Print the data exactly, leaving nothing out.

++++

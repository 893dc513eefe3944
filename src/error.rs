// SPDX-License-Identifier: BSD-3-Clause
// Copyright (c) 2026 Aleksandr Ptakhin

//! Error kinds surfaced by query compilation, the search engine collaborator,
//! and response projection.

use axum::{
    extract::rejection::JsonRejection,
    http::StatusCode,
    response::{IntoResponse, Response},
    Json,
};
use serde::{Deserialize, Serialize};
use thiserror::Error;

#[derive(Error, Debug, Clone, PartialEq)]
pub enum SearchError {
    /// The request is malformed; retrying it unchanged will fail again.
    #[error("Invalid request: {0}")]
    InvalidRequest(String),

    /// The search engine could not be reached, timed out, or rejected the call.
    #[error("Search unavailable: {0}")]
    SearchUnavailable(String),

    /// A hit payload did not match the expected document shape.
    #[error("Malformed document: {0}")]
    MalformedDocument(String),
}

pub type Result<T> = std::result::Result<T, SearchError>;

impl SearchError {
    /// Stable machine-readable kind, used in HTTP error bodies.
    pub fn kind(&self) -> &'static str {
        match self {
            SearchError::InvalidRequest(_) => "invalid_request",
            SearchError::SearchUnavailable(_) => "search_unavailable",
            SearchError::MalformedDocument(_) => "malformed_document",
        }
    }

    pub fn status_code(&self) -> StatusCode {
        match self {
            SearchError::InvalidRequest(_) => StatusCode::BAD_REQUEST,
            SearchError::SearchUnavailable(_) => StatusCode::SERVICE_UNAVAILABLE,
            SearchError::MalformedDocument(_) => StatusCode::BAD_GATEWAY,
        }
    }
}

/// JSON body returned for failed requests.
#[derive(Debug, Serialize, Deserialize)]
pub struct ErrorResponse {
    pub error: String,
    pub message: String,
}

impl From<JsonRejection> for SearchError {
    fn from(rejection: JsonRejection) -> Self {
        SearchError::InvalidRequest(rejection.body_text())
    }
}

impl IntoResponse for SearchError {
    fn into_response(self) -> Response {
        tracing::warn!(kind = self.kind(), error = %self, "Request failed");
        let body = ErrorResponse {
            error: self.kind().to_string(),
            message: self.to_string(),
        };
        (self.status_code(), Json(body)).into_response()
    }
}

#[cfg(test)]
mod tests {
    use super::*;

    #[test]
    fn test_error_display() {
        let error = SearchError::InvalidRequest("page must be >= 1".to_string());
        assert_eq!(error.to_string(), "Invalid request: page must be >= 1");
    }

    #[test]
    fn test_status_codes() {
        assert_eq!(
            SearchError::InvalidRequest(String::new()).status_code(),
            StatusCode::BAD_REQUEST
        );
        assert_eq!(
            SearchError::SearchUnavailable(String::new()).status_code(),
            StatusCode::SERVICE_UNAVAILABLE
        );
        assert_eq!(
            SearchError::MalformedDocument(String::new()).status_code(),
            StatusCode::BAD_GATEWAY
        );
    }

    #[test]
    fn test_into_response_uses_status_code() {
        let response = SearchError::SearchUnavailable("timeout".to_string()).into_response();
        assert_eq!(response.status(), StatusCode::SERVICE_UNAVAILABLE);
    }
}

++++

_Response below_
repository 893dc513eefe3944
filename src/error.rs
// SPDX-License-Identifier: BSD-3-Clause
// Copyright (c) 2026 Aleksandr Ptakhin

//! Error kinds surfaced by query compilation, the search engine collaborator,
//! and response projection.

use axum::{
    extract::rejection::JsonRejection,
    http::StatusCode,
    response::{IntoResponse, Response},
    Json,
};
use serde::{Deserialize, Serialize};
use thiserror::Error;

#[derive(Error, Debug, Clone, PartialEq)]
pub enum SearchError {
    /// The request is malformed; retrying it unchanged will fail again.
    #[error("Invalid request: {0}")]
    InvalidRequest(String),

    /// The search engine could not be reached, timed out, or rejected the call.
    #[error("Search unavailable: {0}")]
    SearchUnavailable(String),

    /// A hit payload did not match the expected document shape.
    #[error("Malformed document: {0}")]
    MalformedDocument(String),
}

pub type Result<T> = std::result::Result<T, SearchError>;

impl SearchError {
    /// Stable machine-readable kind, used in HTTP error bodies.
    pub fn kind(&self) -> &'static str {
        match self {
            SearchError::InvalidRequest(_) => "invalid_request",
            SearchError::SearchUnavailable(_) => "search_unavailable",
            SearchError::MalformedDocument(_) => "malformed_document",
        }
    }

    pub fn status_code(&self) -> StatusCode {
        match self {
            SearchError::InvalidRequest(_) => StatusCode::BAD_REQUEST,
            SearchError::SearchUnavailable(_) => StatusCode::SERVICE_UNAVAILABLE,
            SearchError::MalformedDocument(_) => StatusCode::BAD_GATEWAY,
        }
    }
}

/// JSON body returned for failed requests.
#[derive(Debug, Serialize, Deserialize)]
pub struct ErrorResponse {
    pub error: String,
    pub message: String,
}

impl From<JsonRejection> for SearchError {
    fn from(rejection: JsonRejection) -> Self {
        SearchError::InvalidRequest(rejection.body_text())
    }
}

impl IntoResponse for SearchError {
    fn into_response(self) -> Response {
        tracing::warn!(kind = self.kind(), error = %self, "Request failed");
        let body = ErrorResponse {
            error: self.kind().to_string(),
            message: self.to_string(),
        };
        (self.status_code(), Json(body)).into_response()
    }
}

#[cfg(test)]
mod tests {
    use super::*;

    #[test]
    fn test_error_display() {
        let error = SearchError::InvalidRequest("page must be >= 1".to_string());
        assert_eq!(error.to_string(), "Invalid request: page must be >= 1");
    }

    #[test]
    fn test_status_codes() {
        assert_eq!(
            SearchError::InvalidRequest(String::new()).status_code(),
            StatusCode::BAD_REQUEST
        );
        assert_eq!(
            SearchError::SearchUnavailable(String::new()).status_code(),
            StatusCode::SERVICE_UNAVAILABLE
        );
        assert_eq!(
            SearchError::MalformedDocument(String::new()).status_code(),
            StatusCode::BAD_GATEWAY
        );
    }

    #[test]
    fn test_into_response_uses_status_code() {
        let response = SearchError::SearchUnavailable("timeout".to_string()).into_response();
        assert_eq!(response.status(), StatusCode::SERVICE_UNAVAILABLE);
    }
}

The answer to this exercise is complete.